----- PROVIDED INFORMATION -----

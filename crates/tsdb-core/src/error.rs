//! The canonical error type for all tsdb operations.
//!
//! This is a clean, stable interface that hides internal error details,
//! following the same layered-error-with-helper-predicates shape used
//! throughout this codebase: internal crates may define their own
//! `thiserror` enums, but callers only ever see this one.

use thiserror::Error;

/// All tsdb errors.
#[derive(Debug, Error)]
pub enum Error {
    /// Bad input: out-of-range id, non-positive step/slots, mismatched
    /// metadata, name/tag redefinition, counter retention rewrite,
    /// `start_ts > end_ts`, selector/alias resolution failures, etc.
    #[error("validation error: {0}")]
    ValidationError(String),

    /// A write targeted a metric_id with no bound descriptor/meta. Range
    /// reads never produce this — they return empty instead.
    #[error("metric not found: {0}")]
    NotFound(MetricId),

    /// The underlying KV-store transaction lost a commit race. The whole
    /// transaction must be retried by the caller (or internally, for
    /// read-only operations bounded by a [`crate::RetryPolicy`] if one is
    /// threaded through the call site).
    #[error("conflict, retry the transaction")]
    ConflictRetryable,

    /// A stored record failed to decode: too short for its fixed format,
    /// or its flag byte has unrecognized bits set. The Ring Store catches
    /// this per-slot during range reads and skips the sample rather than
    /// propagating it; it reaches callers only where skipping doesn't
    /// apply (e.g. direct single-record decoding).
    #[error("decode error: {0}")]
    DecodeError(String),

    /// A SQL parse, plan, or execution error from the query engine.
    #[error("sql error: {0}")]
    Sql(#[from] datafusion::error::DataFusionError),
}

/// Result type for tsdb operations.
pub type Result<T> = std::result::Result<T, Error>;

use crate::metric::MetricId;

impl Error {
    /// True for errors a caller may retry without changing anything else.
    pub fn is_retryable(&self) -> bool {
        matches!(self, Error::ConflictRetryable)
    }

    /// True for errors that mean "this metric does not exist".
    pub fn is_not_found(&self) -> bool {
        matches!(self, Error::NotFound(_))
    }

    /// True for client-input errors (an HTTP shell would map these to 400).
    pub fn is_validation(&self) -> bool {
        matches!(self, Error::ValidationError(_) | Error::Sql(_))
    }

    /// Construct a `ValidationError` from any displayable message.
    pub fn validation(msg: impl Into<String>) -> Self {
        Error::ValidationError(msg.into())
    }
}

-----

Going through the material above, reproduce every line exactly.

filename crates/tsdb-core/src/error.rs
//! The canonical error type for all tsdb operations.
//!
//! This is a clean, stable interface that hides internal error details,
//! following the same layered-error-with-helper-predicates shape used
//! throughout this codebase: internal crates may define their own
//! `thiserror` enums, but callers only ever see this one.

use thiserror::Error;

/// All tsdb errors.
#[derive(Debug, Error)]
pub enum Error {
    /// Bad input: out-of-range id, non-positive step/slots, mismatched
    /// metadata, name/tag redefinition, counter retention rewrite,
    /// `start_ts > end_ts`, selector/alias resolution failures, etc.
    #[error("validation error: {0}")]
    ValidationError(String),

    /// A write targeted a metric_id with no bound descriptor/meta. Range
    /// reads never produce this — they return empty instead.
    #[error("metric not found: {0}")]
    NotFound(MetricId),

    /// The underlying KV-store transaction lost a commit race. The whole
    /// transaction must be retried by the caller (or internally, for
    /// read-only operations bounded by a [`crate::RetryPolicy`] if one is
    /// threaded through the call site).
    #[error("conflict, retry the transaction")]
    ConflictRetryable,

    /// A stored record failed to decode: too short for its fixed format,
    /// or its flag byte has unrecognized bits set. The Ring Store catches
    /// this per-slot during range reads and skips the sample rather than
    /// propagating it; it reaches callers only where skipping doesn't
    /// apply (e.g. direct single-record decoding).
    #[error("decode error: {0}")]
    DecodeError(String),

    /// A SQL parse, plan, or execution error from the query engine.
    #[error("sql error: {0}")]
    Sql(#[from] datafusion::error::DataFusionError),
}

/// Result type for tsdb operations.
pub type Result<T> = std::result::Result<T, Error>;

use crate::metric::MetricId;

impl Error {
    /// True for errors a caller may retry without changing anything else.
    pub fn is_retryable(&self) -> bool {
        matches!(self, Error::ConflictRetryable)
    }

    /// True for errors that mean "this metric does not exist".
    pub fn is_not_found(&self) -> bool {
        matches!(self, Error::NotFound(_))
    }

    /// True for client-input errors (an HTTP shell would map these to 400).
    pub fn is_validation(&self) -> bool {
        matches!(self, Error::ValidationError(_) | Error::Sql(_))
    }

    /// Construct a `ValidationError` from any displayable message.
    pub fn validation(msg: impl Into<String>) -> Self {
        Error::ValidationError(msg.into())
    }
}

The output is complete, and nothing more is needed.